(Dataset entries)
========

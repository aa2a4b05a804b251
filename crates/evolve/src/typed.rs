use crate::apply::Result;
use crate::migration::DynamicMigration;
use crate::schema::{self, Schema};
use crate::shape::Shape;
use crate::validate::validate;
use serde::de::DeserializeOwned;
use serde::Serialize;
use std::marker::PhantomData;

/// Migration<A, B> is a DynamicMigration paired with the schema
/// descriptors of its source and target types. It applies to host
/// values: A is encoded to a Value through the source schema, the
/// dynamic migration interprets it, and the result decodes to B
/// through the target schema.
pub struct Migration<A, B> {
    dynamic: DynamicMigration,
    source: Schema,
    target: Schema,
    _marker: PhantomData<fn(A) -> B>,
}

impl<A, B> Migration<A, B> {
    /// Wrap |dynamic| without shape validation.
    pub fn partial(dynamic: DynamicMigration, source: Schema, target: Schema) -> Migration<A, B> {
        Migration {
            dynamic,
            source,
            target,
            _marker: PhantomData,
        }
    }

    /// Wrap |dynamic|, first validating that it carries the source
    /// shape fully onto the target shape.
    pub fn strict(
        dynamic: DynamicMigration,
        source: Schema,
        target: Schema,
    ) -> Result<Migration<A, B>> {
        validate(&dynamic, &Shape::infer(&source), &Shape::infer(&target)).ok()?;
        Ok(Migration::partial(dynamic, source, target))
    }

    pub fn dynamic(&self) -> &DynamicMigration {
        &self.dynamic
    }

    pub fn source_schema(&self) -> &Schema {
        &self.source
    }

    pub fn target_schema(&self) -> &Schema {
        &self.target
    }

    /// The reverse migration, from B back to A, defined iff the
    /// underlying dynamic migration is lossless.
    pub fn reverse(&self) -> Option<Migration<B, A>> {
        Some(Migration {
            dynamic: self.dynamic.reverse()?,
            source: self.target.clone(),
            target: self.source.clone(),
            _marker: PhantomData,
        })
    }
}

impl<A, B> Clone for Migration<A, B> {
    fn clone(&self) -> Self {
        Migration {
            dynamic: self.dynamic.clone(),
            source: self.source.clone(),
            target: self.target.clone(),
            _marker: PhantomData,
        }
    }
}

impl<A, B> std::fmt::Debug for Migration<A, B> {
    fn fmt(&self, f: &mut std::fmt::Formatter<'_>) -> std::fmt::Result {
        f.debug_struct("Migration")
            .field("dynamic", &self.dynamic)
            .field("source", &self.source)
            .field("target", &self.target)
            .finish()
    }
}

impl<A: Serialize, B: DeserializeOwned> Migration<A, B> {
    /// Migrate one host value.
    pub fn apply(&self, a: &A) -> Result<B> {
        let doc = serde_json::to_value(a)?;
        let value = schema::encode(&self.source, &doc)?;
        let value = self.dynamic.apply(&value)?;
        let doc = schema::decode(&self.target, &value)?;
        Ok(serde_json::from_value(doc)?)
    }
}
use crate::action::Action;
use crate::apply::Result;
use crate::expr::Expr;
use crate::migration::DynamicMigration;
use crate::ptr::Path;
use crate::schema::Schema;
use crate::shape::Shape;
use crate::validate::validate;

/// MigrationBuilder authors a DynamicMigration one operation at a time.
/// Each operation emits exactly one action; the builder is sugar over
/// the action vector and nothing more.
#[derive(Clone, Debug, Default)]
pub struct MigrationBuilder {
    actions: Vec<Action>,
}

impl MigrationBuilder {
    pub fn new() -> MigrationBuilder {
        MigrationBuilder::default()
    }

    pub fn add_field(mut self, at: Path, name: impl Into<String>, default: Expr) -> Self {
        self.actions.push(Action::AddField {
            at,
            name: name.into(),
            default,
        });
        self
    }

    pub fn drop_field(
        mut self,
        at: Path,
        name: impl Into<String>,
        reverse_default: Option<Expr>,
    ) -> Self {
        self.actions.push(Action::DropField {
            at,
            name: name.into(),
            reverse_default,
        });
        self
    }

    pub fn rename_field(
        mut self,
        at: Path,
        from: impl Into<String>,
        to: impl Into<String>,
    ) -> Self {
        self.actions.push(Action::Rename {
            at,
            from: from.into(),
            to: to.into(),
        });
        self
    }

    pub fn mandate(mut self, at: Path, name: impl Into<String>, default: Expr) -> Self {
        self.actions.push(Action::Mandate {
            at,
            name: name.into(),
            default,
        });
        self
    }

    pub fn optionalize(mut self, at: Path, name: impl Into<String>) -> Self {
        self.actions.push(Action::Optionalize {
            at,
            name: name.into(),
        });
        self
    }

    pub fn rename_case(
        mut self,
        at: Path,
        from: impl Into<String>,
        to: impl Into<String>,
    ) -> Self {
        self.actions.push(Action::RenameCase {
            at,
            from: from.into(),
            to: to.into(),
        });
        self
    }

    pub fn remove_case(mut self, at: Path, name: impl Into<String>) -> Self {
        self.actions.push(Action::RemoveCase {
            at,
            name: name.into(),
        });
        self
    }

    /// Transform the payload of a matching case with a nested builder.
    pub fn transform_case(
        mut self,
        at: Path,
        name: impl Into<String>,
        inner: MigrationBuilder,
    ) -> Self {
        self.actions.push(Action::TransformCase {
            at,
            name: name.into(),
            inner: inner.actions,
        });
        self
    }

    pub fn transform_value(mut self, at: Path, forward: Expr, inverse: Option<Expr>) -> Self {
        self.actions.push(Action::TransformValue {
            at,
            forward,
            inverse,
        });
        self
    }

    pub fn transform_elements(mut self, at: Path, forward: Expr, inverse: Expr) -> Self {
        self.actions.push(Action::TransformElements {
            at,
            forward,
            inverse,
        });
        self
    }

    pub fn transform_keys(mut self, at: Path, forward: Expr, inverse: Expr) -> Self {
        self.actions.push(Action::TransformKeys {
            at,
            forward,
            inverse,
        });
        self
    }

    pub fn transform_values(mut self, at: Path, forward: Expr, inverse: Expr) -> Self {
        self.actions.push(Action::TransformValues {
            at,
            forward,
            inverse,
        });
        self
    }

    pub fn join(mut self, at: Path, sources: Vec<Path>, body: Expr) -> Self {
        self.actions.push(Action::Join { at, sources, body });
        self
    }

    /// Build the migration without shape validation.
    pub fn build_partial(self) -> DynamicMigration {
        DynamicMigration::new(self.actions)
    }

    /// Build the migration, first validating that it carries |source|
    /// fully onto |target|.
    pub fn build_strict(self, source: &Schema, target: &Schema) -> Result<DynamicMigration> {
        let migration = DynamicMigration::new(self.actions);
        validate(&migration, &Shape::infer(source), &Shape::infer(target)).ok()?;
        Ok(migration)
    }
}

========

What you need to do |
Each record above must be restated in full, word for word.

Your response |
repository aa2a4b05a804b251
filename crates/evolve/src/typed.rs
use crate::apply::Result;
use crate::migration::DynamicMigration;
use crate::schema::{self, Schema};
use crate::shape::Shape;
use crate::validate::validate;
use serde::de::DeserializeOwned;
use serde::Serialize;
use std::marker::PhantomData;

/// Migration<A, B> is a DynamicMigration paired with the schema
/// descriptors of its source and target types. It applies to host
/// values: A is encoded to a Value through the source schema, the
/// dynamic migration interprets it, and the result decodes to B
/// through the target schema.
pub struct Migration<A, B> {
    dynamic: DynamicMigration,
    source: Schema,
    target: Schema,
    _marker: PhantomData<fn(A) -> B>,
}

impl<A, B> Migration<A, B> {
    /// Wrap |dynamic| without shape validation.
    pub fn partial(dynamic: DynamicMigration, source: Schema, target: Schema) -> Migration<A, B> {
        Migration {
            dynamic,
            source,
            target,
            _marker: PhantomData,
        }
    }

    /// Wrap |dynamic|, first validating that it carries the source
    /// shape fully onto the target shape.
    pub fn strict(
        dynamic: DynamicMigration,
        source: Schema,
        target: Schema,
    ) -> Result<Migration<A, B>> {
        validate(&dynamic, &Shape::infer(&source), &Shape::infer(&target)).ok()?;
        Ok(Migration::partial(dynamic, source, target))
    }

    pub fn dynamic(&self) -> &DynamicMigration {
        &self.dynamic
    }

    pub fn source_schema(&self) -> &Schema {
        &self.source
    }

    pub fn target_schema(&self) -> &Schema {
        &self.target
    }

    /// The reverse migration, from B back to A, defined iff the
    /// underlying dynamic migration is lossless.
    pub fn reverse(&self) -> Option<Migration<B, A>> {
        Some(Migration {
            dynamic: self.dynamic.reverse()?,
            source: self.target.clone(),
            target: self.source.clone(),
            _marker: PhantomData,
        })
    }
}

impl<A, B> Clone for Migration<A, B> {
    fn clone(&self) -> Self {
        Migration {
            dynamic: self.dynamic.clone(),
            source: self.source.clone(),
            target: self.target.clone(),
            _marker: PhantomData,
        }
    }
}

impl<A, B> std::fmt::Debug for Migration<A, B> {
    fn fmt(&self, f: &mut std::fmt::Formatter<'_>) -> std::fmt::Result {
        f.debug_struct("Migration")
            .field("dynamic", &self.dynamic)
            .field("source", &self.source)
            .field("target", &self.target)
            .finish()
    }
}

impl<A: Serialize, B: DeserializeOwned> Migration<A, B> {
    /// Migrate one host value.
    pub fn apply(&self, a: &A) -> Result<B> {
        let doc = serde_json::to_value(a)?;
        let value = schema::encode(&self.source, &doc)?;
        let value = self.dynamic.apply(&value)?;
        let doc = schema::decode(&self.target, &value)?;
        Ok(serde_json::from_value(doc)?)
    }
}
use crate::action::Action;
use crate::apply::Result;
use crate::expr::Expr;
use crate::migration::DynamicMigration;
use crate::ptr::Path;
use crate::schema::Schema;
use crate::shape::Shape;
use crate::validate::validate;

/// MigrationBuilder authors a DynamicMigration one operation at a time.
/// Each operation emits exactly one action; the builder is sugar over
/// the action vector and nothing more.
#[derive(Clone, Debug, Default)]
pub struct MigrationBuilder {
    actions: Vec<Action>,
}

impl MigrationBuilder {
    pub fn new() -> MigrationBuilder {
        MigrationBuilder::default()
    }

    pub fn add_field(mut self, at: Path, name: impl Into<String>, default: Expr) -> Self {
        self.actions.push(Action::AddField {
            at,
            name: name.into(),
            default,
        });
        self
    }

    pub fn drop_field(
        mut self,
        at: Path,
        name: impl Into<String>,
        reverse_default: Option<Expr>,
    ) -> Self {
        self.actions.push(Action::DropField {
            at,
            name: name.into(),
            reverse_default,
        });
        self
    }

    pub fn rename_field(
        mut self,
        at: Path,
        from: impl Into<String>,
        to: impl Into<String>,
    ) -> Self {
        self.actions.push(Action::Rename {
            at,
            from: from.into(),
            to: to.into(),
        });
        self
    }

    pub fn mandate(mut self, at: Path, name: impl Into<String>, default: Expr) -> Self {
        self.actions.push(Action::Mandate {
            at,
            name: name.into(),
            default,
        });
        self
    }

    pub fn optionalize(mut self, at: Path, name: impl Into<String>) -> Self {
        self.actions.push(Action::Optionalize {
            at,
            name: name.into(),
        });
        self
    }

    pub fn rename_case(
        mut self,
        at: Path,
        from: impl Into<String>,
        to: impl Into<String>,
    ) -> Self {
        self.actions.push(Action::RenameCase {
            at,
            from: from.into(),
            to: to.into(),
        });
        self
    }

    pub fn remove_case(mut self, at: Path, name: impl Into<String>) -> Self {
        self.actions.push(Action::RemoveCase {
            at,
            name: name.into(),
        });
        self
    }

    /// Transform the payload of a matching case with a nested builder.
    pub fn transform_case(
        mut self,
        at: Path,
        name: impl Into<String>,
        inner: MigrationBuilder,
    ) -> Self {
        self.actions.push(Action::TransformCase {
            at,
            name: name.into(),
            inner: inner.actions,
        });
        self
    }

    pub fn transform_value(mut self, at: Path, forward: Expr, inverse: Option<Expr>) -> Self {
        self.actions.push(Action::TransformValue {
            at,
            forward,
            inverse,
        });
        self
    }

    pub fn transform_elements(mut self, at: Path, forward: Expr, inverse: Expr) -> Self {
        self.actions.push(Action::TransformElements {
            at,
            forward,
            inverse,
        });
        self
    }

    pub fn transform_keys(mut self, at: Path, forward: Expr, inverse: Expr) -> Self {
        self.actions.push(Action::TransformKeys {
            at,
            forward,
            inverse,
        });
        self
    }

    pub fn transform_values(mut self, at: Path, forward: Expr, inverse: Expr) -> Self {
        self.actions.push(Action::TransformValues {
            at,
            forward,
            inverse,
        });
        self
    }

    pub fn join(mut self, at: Path, sources: Vec<Path>, body: Expr) -> Self {
        self.actions.push(Action::Join { at, sources, body });
        self
    }

    /// Build the migration without shape validation.
    pub fn build_partial(self) -> DynamicMigration {
        DynamicMigration::new(self.actions)
    }

    /// Build the migration, first validating that it carries |source|
    /// fully onto |target|.
    pub fn build_strict(self, source: &Schema, target: &Schema) -> Result<DynamicMigration> {
        let migration = DynamicMigration::new(self.actions);
        validate(&migration, &Shape::infer(source), &Shape::infer(target)).ok()?;
        Ok(migration)
    }
}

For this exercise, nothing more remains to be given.